Understanding Millennial Workforce

The Millennial generation is shaping the workforce today. Born between the years 1981 to 1996, this generation is called Generation Y (understandably, being born after Generation X). However, the moniker didn’t stick. Authors and pop historians Neil Howe and William Strauss came up with the generational theory in their book Generations: The History of America’s Future, 1584 to 2069 in 1991. These two coined the term Millennial in 1987

By 2022, this generation will be 26 to 41 years of age. 


  1. Millennials are tech-savvy

    Born in the age of digital explosion, what do you expect? Electronic communication is their first language.

    While the earlier generation (Generation X) got the first exposure to computers and other modern communication technology, they are not highly dependent on it, unlike Millennials. Millennials do not understand the meaning of crashing computers and cannot accept messages like “no internet access.” No wifi? Unacceptable!   

    Fifty-two percent of Millennials consume digital content through their mobile devices (34% for Gen Z). It is therefore important that your business page is mobile-friendly. 
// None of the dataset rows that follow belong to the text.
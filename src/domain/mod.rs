//! Bounded domains of prioritised regions and their point classification.

mod bounds;
mod grid;

pub use bounds::Bounds;
pub use grid::SampleGrid;

use nalgebra::DMatrix;
use rayon::prelude::*;
use tracing::{debug, trace, warn};

use crate::csg::Region;
use crate::error::Result;
use crate::math::Point2;

/// Region index reported for a point covered by no region.
pub const NO_REGION: isize = -1;

/// A bounded 2D domain holding an ordered list of regions.
///
/// Region order is priority order: where regions overlap, the one added
/// first wins. The bounds are advisory. Queries outside them still answer
/// and only log an [`UnboundedDomain`](crate::error::UnboundedDomain) warning.
///
/// Once built, a `Geometry` is read-only and may be queried from many
/// threads at once.
#[derive(Debug, Clone, PartialEq)]
pub struct Geometry {
    bounds: Bounds,
    regions: Vec<Region>,
}

impl Geometry {
    /// Creates an empty geometry over `[xmin, xmax] x [ymin, ymax]`.
    ///
    /// # Errors
    ///
    /// Returns an error if the bounds are empty or not finite.
    pub fn new(xmin: f64, xmax: f64, ymin: f64, ymax: f64) -> Result<Self> {
        Ok(Self::with_bounds(Bounds::new(xmin, xmax, ymin, ymax)?))
    }

    /// Creates an empty geometry over already validated bounds.
    #[must_use]
    pub fn with_bounds(bounds: Bounds) -> Self {
        Self {
            bounds,
            regions: Vec::new(),
        }
    }

    /// Appends a region at the lowest priority and returns its index.
    pub fn add_region(&mut self, region: Region) -> usize {
        self.regions.push(region);
        let index = self.regions.len() - 1;
        debug!(index, "region added to geometry");
        index
    }

    /// Returns the declared bounds.
    #[must_use]
    pub fn bounds(&self) -> &Bounds {
        &self.bounds
    }

    /// Returns the regions in priority order.
    #[must_use]
    pub fn regions(&self) -> &[Region] {
        &self.regions
    }

    /// Returns the index of the first region containing `p`.
    #[must_use]
    pub fn locate(&self, p: &Point2) -> Option<usize> {
        if let Some(warning) = self.bounds.check(p) {
            warn!(%warning, "query outside geometry bounds");
        }
        self.first_containing(p)
    }

    /// Returns the index of the first region containing `p`, or [`NO_REGION`].
    #[must_use]
    pub fn find_region(&self, p: &Point2) -> isize {
        to_region_index(self.locate(p))
    }

    /// Cell-centred grid of `nx` by `ny` samples over this geometry's bounds.
    ///
    /// # Errors
    ///
    /// Returns an error if `nx` or `ny` is zero.
    pub fn sample_grid(&self, nx: usize, ny: usize) -> Result<SampleGrid> {
        SampleGrid::new(self.bounds, nx, ny)
    }

    /// Resolves every sample of `grid` to a region index or [`NO_REGION`].
    ///
    /// Entry `(i, j)` of the result belongs to `grid.point(i, j)`.
    #[must_use]
    pub fn classify(&self, grid: &SampleGrid) -> DMatrix<isize> {
        self.warn_if_grid_escapes(grid);
        let map = DMatrix::from_fn(grid.nx(), grid.ny(), |i, j| {
            to_region_index(self.first_containing(&grid.point(i, j)))
        });
        trace!(nx = grid.nx(), ny = grid.ny(), "grid classified");
        map
    }

    /// Same as [`Geometry::classify`], spreading samples over the rayon pool.
    #[must_use]
    pub fn classify_par(&self, grid: &SampleGrid) -> DMatrix<isize> {
        self.warn_if_grid_escapes(grid);
        let (nx, ny) = (grid.nx(), grid.ny());
        // Column-major, matching DMatrix storage.
        let data: Vec<isize> = (0..nx * ny)
            .into_par_iter()
            .map(|k| to_region_index(self.first_containing(&grid.point(k % nx, k / nx))))
            .collect();
        trace!(nx, ny, "grid classified in parallel");
        DMatrix::from_vec(nx, ny, data)
    }

    fn first_containing(&self, p: &Point2) -> Option<usize> {
        self.regions.iter().position(|r| r.contains(p))
    }

    fn warn_if_grid_escapes(&self, grid: &SampleGrid) {
        if !self.bounds.encloses(grid.bounds()) {
            warn!(
                grid = ?grid.bounds(),
                domain = ?self.bounds,
                "sampling grid extends outside geometry bounds"
            );
        }
    }
}

fn to_region_index(found: Option<usize>) -> isize {
    found
        .and_then(|i| isize::try_from(i).ok())
        .unwrap_or(NO_REGION)
}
    Millennials are plugged to their mobile phones because it is where they begin and end their day – text, research, purchase, pay bills, book events, get entertainment, maintain relationships, and work but rarely use it to call. “Why call when you can text?” 
  2. Passionate about their cause

    Millennials expect companies to be socially responsible. They do not pay for premium brands but pay a premium for brands that support their cause. In 2015, 73% of global Millennials are willing to pay extra for sustainable offerings — up from 50% in 2014.

    All corporations boast of their own “corporate social responsibility” values. But millennials look at the way the company lives and breathes its values. Millennials are not captivated by sales pitches but by your actions. Walk your talk. 
  3. Learn and Grow

    Learn and grow opportunities are top priorities for Millennials in deciding where to work and stay. This generation needs to get their information fix constantly and instantly. 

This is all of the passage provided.